Good Advice on Selling Technology in Latin America


If you are immediately turned off by the idea of someone selling you technology or of yourself as a salesperson, you need to read this post.

Thanks to Startup Chile, I spent Friday morning learning about business to enterprise sales from Nicolas Elizarraga, an expert on tech sales in Latin America . Although the focus was on business in Latin America, most of it applies to education in the U.S. in my experience. If you don’t think this is the case, I’d appreciate hearing your opinion in the comments. Inspired by Nicolas’ results, I’m going to be doing a research study on educational technology decision-making in the U.S. and Latin America, so if we’re connected on LinkedIn or Twitter and you get a request from me to interview you, you’ll know why. Or maybe I just think you’re awesome and miss you. It’s probably for the research, though.
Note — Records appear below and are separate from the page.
//! A registered tenant: its store, its poller and its metadata.

use std::sync::atomic::{AtomicUsize, Ordering};
use std::sync::Arc;
use std::time::Duration;

use chrono::{DateTime, Utc};
use tokio::sync::Mutex as AsyncMutex;

use crate::error::{CacError, Result};
use crate::fetch::{FetchOutcome, Fetcher};
use crate::poller::{PollStatus, PollTarget, Poller};
use crate::snapshot::Snapshot;
use crate::store::ConfigStore;

/// One tenant's configuration client.
///
/// Cheap to share behind an `Arc`; the registry owns the canonical reference and hands out
/// counted [`ClientHandle`](crate::ClientHandle) tokens.
pub struct Client {
    tenant: String,
    hostname: String,
    update_frequency: Duration,
    store: Arc<ConfigStore>,
    status: Arc<PollStatus>,
    fetcher: Arc<dyn Fetcher>,
    poller: AsyncMutex<Option<Poller>>,
    handles: AtomicUsize,
}

impl Client {
    pub(crate) fn new(tenant: &str, hostname: &str, update_frequency: Duration, fetcher: Arc<dyn Fetcher>) -> Self {
        Self {
            tenant: tenant.to_string(),
            hostname: hostname.trim_end_matches('/').to_string(),
            update_frequency,
            store: Arc::new(ConfigStore::new()),
            status: Arc::new(PollStatus::default()),
            fetcher,
            poller: AsyncMutex::new(None),
            handles: AtomicUsize::new(0),
        }
    }

    pub fn tenant(&self) -> &str {
        &self.tenant
    }

    pub fn hostname(&self) -> &str {
        &self.hostname
    }

    pub fn update_frequency(&self) -> Duration {
        self.update_frequency
    }

    pub fn store(&self) -> &ConfigStore {
        &self.store
    }

    /// Current snapshot, or `NotLoaded` if nothing has been published yet.
    pub fn snapshot(&self) -> Result<Arc<Snapshot>> {
        self.store.current().ok_or_else(|| CacError::NotLoaded {
            tenant: self.tenant.clone(),
        })
    }

    /// Error from the latest background poll, `None` if it succeeded.
    pub fn last_poll_error(&self) -> Result<Option<CacError>> {
        self.status.last_error()
    }

    /// When the poller last talked to the server, successfully or not.
    pub fn last_poll_attempt(&self) -> Result<Option<DateTime<Utc>>> {
        self.status.last_attempt()
    }

    /// Number of outstanding handles.
    pub fn handle_count(&self) -> usize {
        self.handles.load(Ordering::Acquire)
    }

    pub async fn is_polling(&self) -> bool {
        self.poller.lock().await.as_ref().is_some_and(Poller::is_running)
    }

    pub(crate) async fn initial_fetch(&self) -> Result<()> {
        match self.fetcher.fetch(&self.tenant, &self.hostname, None).await? {
            FetchOutcome::Modified { document, last_modified } => {
                self.store.publish(Snapshot::initial(document, last_modified));
                Ok(())
            }
            FetchOutcome::NotModified => Err(CacError::Transport(format!(
                "server answered not-modified to the initial fetch for tenant `{}`",
                self.tenant
            ))),
        }
    }

    /// Arm the poller unless one is already running or the client is retired. Returns whether a
    /// new one was spawned.
    pub(crate) async fn start_polling(&self) -> bool {
        let mut poller = self.poller.lock().await;
        // `retire` seals before taking this lock, so a poller armed here is always stopped by it.
        if self.store.is_sealed() || poller.as_ref().is_some_and(Poller::is_running) {
            return false;
        }
        *poller = Some(Poller::spawn(PollTarget {
            tenant: self.tenant.clone(),
            hostname: self.hostname.clone(),
            interval: self.update_frequency,
            store: Arc::clone(&self.store),
            status: Arc::clone(&self.status),
            fetcher: Arc::clone(&self.fetcher),
        }));
        true
    }

    pub(crate) async fn stop_polling(&self, grace: Duration) {
        let poller = self.poller.lock().await.take();
        if let Some(poller) = poller {
            poller.stop(&self.tenant, grace).await;
        }
    }

    /// Seal the store and stop polling; nothing is published for this client afterwards.
    pub(crate) async fn retire(&self, grace: Duration) {
        self.store.seal();
        self.stop_polling(grace).await;
    }

    pub(crate) fn acquire_handle(&self) {
        self.handles.fetch_add(1, Ordering::AcqRel);
    }

    /// Returns the number of handles left.
    pub(crate) fn release_handle(&self) -> usize {
        let previous = self
            .handles
            .fetch_update(Ordering::AcqRel, Ordering::Acquire, |n| n.checked_sub(1))
            .unwrap_or(0);
        previous.saturating_sub(1)
    }
}

impl std::fmt::Debug for Client {
    fn fmt(&self, f: &mut std::fmt::Formatter<'_>) -> std::fmt::Result {
        f.debug_struct("Client")
            .field("tenant", &self.tenant)
            .field("hostname", &self.hostname)
            .field("update_frequency", &self.update_frequency)
            .field("handles", &self.handle_count())
            .finish_non_exhaustive()
    }
}

#[cfg(test)]
mod tests {
    use super::*;
    use crate::error::ErrorKind;
    use async_trait::async_trait;
    use serde_json::{json, Map};

    struct StaticFetcher;

    #[async_trait]
    impl Fetcher for StaticFetcher {
        async fn fetch(&self, _tenant: &str, _hostname: &str, _since: Option<DateTime<Utc>>) -> Result<FetchOutcome> {
            let mut document = Map::new();
            document.insert("a".to_string(), json!(1));
            Ok(FetchOutcome::Modified {
                document,
                last_modified: None,
            })
        }
    }

    fn client() -> Client {
        Client::new("acme", "http://cfg.example/", Duration::from_secs(60), Arc::new(StaticFetcher))
    }

    #[test]
    fn test_new_trims_hostname() {
        assert_eq!(client().hostname(), "http://cfg.example");
    }

    #[test]
    fn test_snapshot_before_load_is_not_loaded() {
        let err = client().snapshot().unwrap_err();
        assert_eq!(err.kind(), ErrorKind::NotLoaded);
    }

    #[tokio::test]
    async fn test_initial_fetch_publishes() {
        let client = client();
        client.initial_fetch().await.unwrap();
        assert_eq!(client.snapshot().unwrap().document()["a"], json!(1));
    }

    #[test]
    fn test_handle_counting() {
        let client = client();
        client.acquire_handle();
        client.acquire_handle();
        assert_eq!(client.handle_count(), 2);
        assert_eq!(client.release_handle(), 1);
        assert_eq!(client.release_handle(), 0);
        assert_eq!(client.release_handle(), 0);
    }

    #[tokio::test]
    async fn test_start_polling_is_idempotent() {
        let client = client();
        assert!(client.start_polling().await);
        assert!(!client.start_polling().await);
        assert!(client.is_polling().await);

        client.stop_polling(Duration::from_secs(1)).await;
        assert!(!client.is_polling().await);
        assert!(client.start_polling().await);
        client.retire(Duration::from_secs(1)).await;
        assert!(client.store().is_sealed());
    }

    #[tokio::test]
    async fn test_retired_client_cannot_poll_again() {
        let client = client();
        client.initial_fetch().await.unwrap();
        assert!(client.start_polling().await);
        client.retire(Duration::from_secs(1)).await;

        assert!(!client.start_polling().await);
        assert!(!client.is_polling().await);
    }
}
Okay, on to what I learned, in no particular order.

There are two types of people making decisions:

Nicolas focused on Chief Information Officer (CIO) but I think it just applies in general and all of us probably fall in both of these categories at different times or for different products.

Proactive: These people are on the cutting edge. They are looking for the next new thing to make their organization better. They have some time to research and explore new technologies. These people are your pilot sites and beta testers.

Reactive: These people find out their organization is going to be using VR and all of a sudden, holy crap have to buy some equipment or hire a VR developer and they are only used to buying Chromebooks or hiring PHP developers. Now they have to get up to speed quickly and make a decision.

Sorry, this was the best picture I could get. I was focused on listening

Ways to Approach the CIO / Director

TRADITIONAL APPROACH “Let’s get together and I will show you the value proposition for your company” maybe 3% of the people will respond, if you happen to be lucky and hit them right when they are at that spot where they need information. (That’s what Nicolas said but I think the figure in the US is much lower).

EDUCATIONAL APPROACH No one in any tech field feels as if they have enough time to keep up with the latest trends and new technologies. “Let me tell you how you need to use our company’s products”, offer to meet for coffee and talk about how people in industry X are using VR or whatever the latest buzzword is.

While I think the second approach would yield a lot more responses, I still think it would be low unless I already had some connection with the person, that is, at least knew them on LinkedIn or Twitter or had met them briefly at a conference. For me, what I think would be most successful is an event – a day or afternoon on machine learning or artificial intelligence or augmented reality in the classroom or whatever.

In retrospect, I think that is exactly what we did do with the two Chileconvalley Education events and it worked. If you don’t know, our company, along with 6 others, co-sponsored two Ed Tech meet-ups in Santiago. These were attended by over 100 people and there is no way I would have met 100 people in Chile who are interested in education just by calling them up.

Crowd at Chileconvalley Ed event

Presenting Strong Mind Studios (our brand in Latin America)

I’m considering doing a webinar or an online conference. Lots of people do webinars but I personally don’t watch them all that often.

Anyway…there was a lot more to this discussion and you can read more on the most valuable things I learned in Chile here. For now, though, I’m taking the afternoon off. My plan is to rent a car and drive outside of the city to see some of Chile. Two things I have never done. Well, I’ve rented and driven a car, just not in Chile. I’ll let you know how it goes.